12 Janeiro 2022
"Enquanto fazia meu doutorado em matemática na Universidade da Pensilvânia, conheci um homossexual, Dominic Bash, durante uma missa em casa. Ele me disse que tinha muitos amigos gays que teriam gostado de participar, então começamos a realizar liturgias semanais em seu apartamento. Era 1971. Aquela primeira missa ficará para sempre gravada na minha alma. Foi o chamado de Deus na minha vida”. A Irmã Jeannine Gramick, 79 anos, trabalha com pessoas LGBT nos Estados Unidos há cinquenta anos.
“Quando os amigos de Dominic chegaram, senti a sua apreensão. Mas durante a Missa percebi que eles se sentiam novamente próximos da Igreja que amavam. Eu vi a luz em seus olhos, a felicidade em seus rostos. As lágrimas de alegria de um homem que segurava seu rosário com força. Ele me disse que anos antes havia sido expulso do confessionário, o padre havia lhe dito que ele iria para o inferno”. Em 1999, o antigo Santo Ofício a proibiu de continuar sua missão. No mês passado, o Papa Francisco escreveu a ela para agradecer por tudo que ela fez e continua a fazer.
A entrevista com Jeannine Gramick é de Gian Guido Vecchi, publicada por Corriere della Sera, 11-01-2022. A tradução é de Luisa Rabolini.
Irmã Jeannine, o que essa carta significou?
Fiquei muito feliz em receber a carta de Francisco sobre meus 50 anos de ministério LGBT e honrada porque ele comparou minha maneira de fazer com o ‘estilo de Deus’ de ‘proximidade, compaixão e ternura’. Estava escrita à mão, como uma carta de um amigo. Pensei no Evangelho de João: ‘Já não vos chamo servos, mas chamo-vos amigos’. Os católicos discordam em muitas questões, mas Jesus e o Papa nos chamam a compartilhar as opiniões e a viver como uma comunidade de amigos.
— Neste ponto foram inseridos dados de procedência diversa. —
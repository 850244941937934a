//! Vision-model extraction layer for perkscan.
//!
//! This crate provides:
//! - `PerkExtractor`, the seam over the vision-model invocation
//! - `OllamaExtractor`, a chat-API implementation of that seam
//! - `process_screenshot`, the pipeline orchestrating one image through
//!   extraction, validation, and the field rule engine

mod error;
mod extractor;
mod pipeline;

pub use error::{ExtractError, Result};
pub use extractor::{OllamaExtractor, PerkExtractor};
pub use pipeline::process_screenshot;
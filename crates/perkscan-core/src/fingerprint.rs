//! Content fingerprinting for offer deduplication.

use sha2::{Digest, Sha256};

/// Stable content hash identifying a logically unique offer.
///
/// Case-insensitive on the company name, byte-sensitive on the verbatim
/// offer text: any drift in the captured text yields a new fingerprint
/// rather than silently merging possibly-different offers.
pub fn perk_fingerprint(company_name: &str, offer_text: &str) -> String {
    let key = format!("{}|{}", company_name.to_lowercase(), offer_text);
    hex::encode(Sha256::digest(key.as_bytes()))
}

#[cfg(test)]
mod tests {
    use super::*;

    #[test]
    fn fingerprint_is_stable() {
        assert_eq!(
            perk_fingerprint("Amex", "Get 20% back"),
            perk_fingerprint("Amex", "Get 20% back")
        );
    }

    #[test]
    fn company_name_is_case_insensitive() {
        assert_eq!(
            perk_fingerprint("amex", "Get 20% back"),
            perk_fingerprint("Amex", "Get 20% back")
        );
    }

    #[test]
    fn offer_text_is_byte_sensitive() {
        assert_ne!(
            perk_fingerprint("Amex", "Get 20% back"),
            perk_fingerprint("Amex", "Get 20% back!")
        );
        assert_ne!(
            perk_fingerprint("Amex", "Get 20% back"),
            perk_fingerprint("Amex", "get 20% back")
        );
    }
}
//! Error types for the perk API.

use axum::{
    Json,
    http::StatusCode,
    response::{IntoResponse, Response},
};
use serde_json::json;
use thiserror::Error;

use perkscan_store::StoreError;

#[derive(Debug, Error)]
pub enum ApiError {
    #[error("perk {0} not found")]
    PerkNotFound(i64),

    #[error("store error: {0}")]
    Store(#[from] StoreError),
}

impl IntoResponse for ApiError {
    fn into_response(self) -> Response {
        let (status, message) = match &self {
            ApiError::PerkNotFound(id) => {
                (StatusCode::NOT_FOUND, format!("Perk {} not found", id))
            }
            ApiError::Store(e) => {
                tracing::error!("store error: {}", e);
                (
                    StatusCode::INTERNAL_SERVER_ERROR,
                    "Database error".to_string(),
                )
            }
        };

        let body = Json(json!({
            "error": message,
            "status": status.as_u16(),
        }));

        (status, body).into_response()
    }
}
Qual era a situação quando começou?
Para os católicos LGBT, nos anos 1970 e 80, era de medo e rejeição. A maioria ficava escondida e muitos, caso se declarassem, eram rejeitados pela família e pela sociedade. Eles se sentiam estranhos à Igreja porque a Igreja não os queria. Hoje é muito diferente, centenas de paróquias acolhem católicas lésbicas e gays, mas precisamos de muito mais paróquias para ser uma Igreja onde todos os católicos marginalizados possam se sentir à vontade. As pessoas transgênero ainda são tratadas com medo e rejeição.
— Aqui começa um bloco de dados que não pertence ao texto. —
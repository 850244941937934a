//! Batch command - process multiple screenshots.

use std::fs;
use std::path::PathBuf;
use std::time::Instant;

use clap::Args;
use console::style;
use glob::glob;
use indicatif::{ProgressBar, ProgressStyle};
use tracing::{error, warn};

use perkscan_core::models::perk::ParsedPerkBatch;
use perkscan_extract::{OllamaExtractor, process_screenshot};
use perkscan_store::{PerkStore, UpsertSummary};

/// Arguments for the batch command.
#[derive(Args)]
pub struct BatchArgs {
    /// Input files or glob pattern
    #[arg(required = true)]
    input: String,

    /// Model to extract with (overrides config)
    #[arg(short, long)]
    model: Option<String>,

    /// Sampling temperature, 0 = deterministic (overrides config)
    #[arg(short, long)]
    temperature: Option<f64>,

    /// Output directory for per-file JSON results
    #[arg(short, long)]
    output_dir: Option<PathBuf>,

    /// Upsert all extracted perks into the store
    #[arg(long)]
    save: bool,

    /// Continue on error
    #[arg(long)]
    continue_on_error: bool,
}

/// Result of processing a single screenshot.
struct FileResult {
    path: PathBuf,
    batch: Option<ParsedPerkBatch>,
    error: Option<String>,
}

pub async fn run(args: BatchArgs, config_path: Option<&str>) -> anyhow::Result<()> {
    let start = Instant::now();
    let config = super::load_config(config_path)?;

    // Expand glob pattern
    let files: Vec<PathBuf> = glob(&args.input)?
        .filter_map(|r| r.ok())
        .filter(|p| {
            let ext = p.extension().and_then(|e| e.to_str()).unwrap_or("");
            matches!(ext.to_lowercase().as_str(), "png" | "jpg" | "jpeg" | "webp")
        })
        .collect();

    if files.is_empty() {
        anyhow::bail!("No matching files found for pattern: {}", args.input);
    }

    println!(
        "{} Found {} screenshots to process",
        style("ℹ").blue(),
        files.len()
    );

    if let Some(ref output_dir) = args.output_dir {
        fs::create_dir_all(output_dir)?;
    }

    let model = args
        .model
        .clone()
        .unwrap_or_else(|| config.extractor.model.clone());
    let temperature = args.temperature.unwrap_or(config.extractor.temperature);
    let extractor = OllamaExtractor::new(&config.extractor.base_url);

    let pb = ProgressBar::new(files.len() as u64);
    pb.set_style(
        ProgressStyle::default_bar()
            .template("{spinner:.green} [{elapsed_precise}] [{bar:40.cyan/blue}] {pos}/{len} files")
            .unwrap()
            .progress_chars("=>-"),
    );

    let mut results = Vec::with_capacity(files.len());

    for path in files {
        match process_screenshot(&extractor, &path, &model, temperature).await {
            Ok(batch) => {
                results.push(FileResult {
                    path: path.clone(),
                    batch: Some(batch),
                    error: None,
                });
            }
            Err(e) => {
                let error_msg = e.to_string();
                if args.continue_on_error {
                    warn!("Failed to process {}: {}", path.display(), error_msg);
                    results.push(FileResult {
                        path: path.clone(),
                        batch: None,
                        error: Some(error_msg),
                    });
                } else {
                    error!("Failed to process {}: {}", path.display(), error_msg);
                    anyhow::bail!("Processing failed: {}", error_msg);
                }
            }
        }

        pb.inc(1);
    }

    pb.finish_with_message("Complete");

    let successful: Vec<_> = results.iter().filter(|r| r.batch.is_some()).collect();
    let failed: Vec<_> = results.iter().filter(|r| r.error.is_some()).collect();

    // Write per-file outputs
    if let Some(ref output_dir) = args.output_dir {
        for result in &successful {
            if let Some(batch) = &result.batch {
                let output_name = result
                    .path
                    .file_stem()
                    .and_then(|s| s.to_str())
                    .unwrap_or("perks");
                let output_path = output_dir.join(format!("{}.json", output_name));
                fs::write(&output_path, serde_json::to_string_pretty(batch)?)?;
            }
        }
    }

    // Save all extracted perks in one pass
    if args.save {
        let store = PerkStore::connect(&config.store.database_url).await?;
        let mut total = UpsertSummary::default();

        for result in &successful {
            if let Some(batch) = &result.batch {
                let summary = store.upsert_batch(batch).await;
                total.inserted += summary.inserted;
                total.updated += summary.updated;
                total.failed += summary.failed;
            }
        }

        println!(
            "{} Saved: {} inserted, {} updated",
            style("✓").green(),
            total.inserted,
            total.updated
        );
        if total.failed > 0 {
            println!(
                "{} {} perks failed to save",
                style("⚠").yellow(),
                total.failed
            );
        }
    }

    // Print summary
    println!();
    println!(
        "{} Processed {} screenshots in {:?}",
        style("✓").green(),
        results.len(),
        start.elapsed()
    );
    println!(
        "   {} successful, {} failed",
        style(successful.len()).green(),
        style(failed.len()).red()
    );

    if !failed.is_empty() {
        println!();
        println!("{}", style("Failed files:").red());
        for result in &failed {
            println!(
                "  - {}: {}",
                result.path.display(),
                result.error.as_deref().unwrap_or("unknown error")
            );
        }
    }

    Ok(())
}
O que você e o padre Robert Nugent fizeram quando fundaram o "New Ways Ministry"?
Acreditávamos que o medo, pelo desconhecimento da sexualidade, era a causa da rejeição das pessoas. Assim, realizamos oficinas educativas em cerca de três quartos das dioceses dos Estados Unidos.
Em 1999, a Congregação para a Doutrina da Fé, liderada pelo então Cardeal Joseph Ratzinger, proibiu vocês de continuarem, falando de "ambiguidades" e "erros". Para a revista America, a senhora disse que se sentiu "excomungada". No entanto, acrescentou sobre Ratzinger: "Acredito que seja um homem santo". Então, o que não foi entendido?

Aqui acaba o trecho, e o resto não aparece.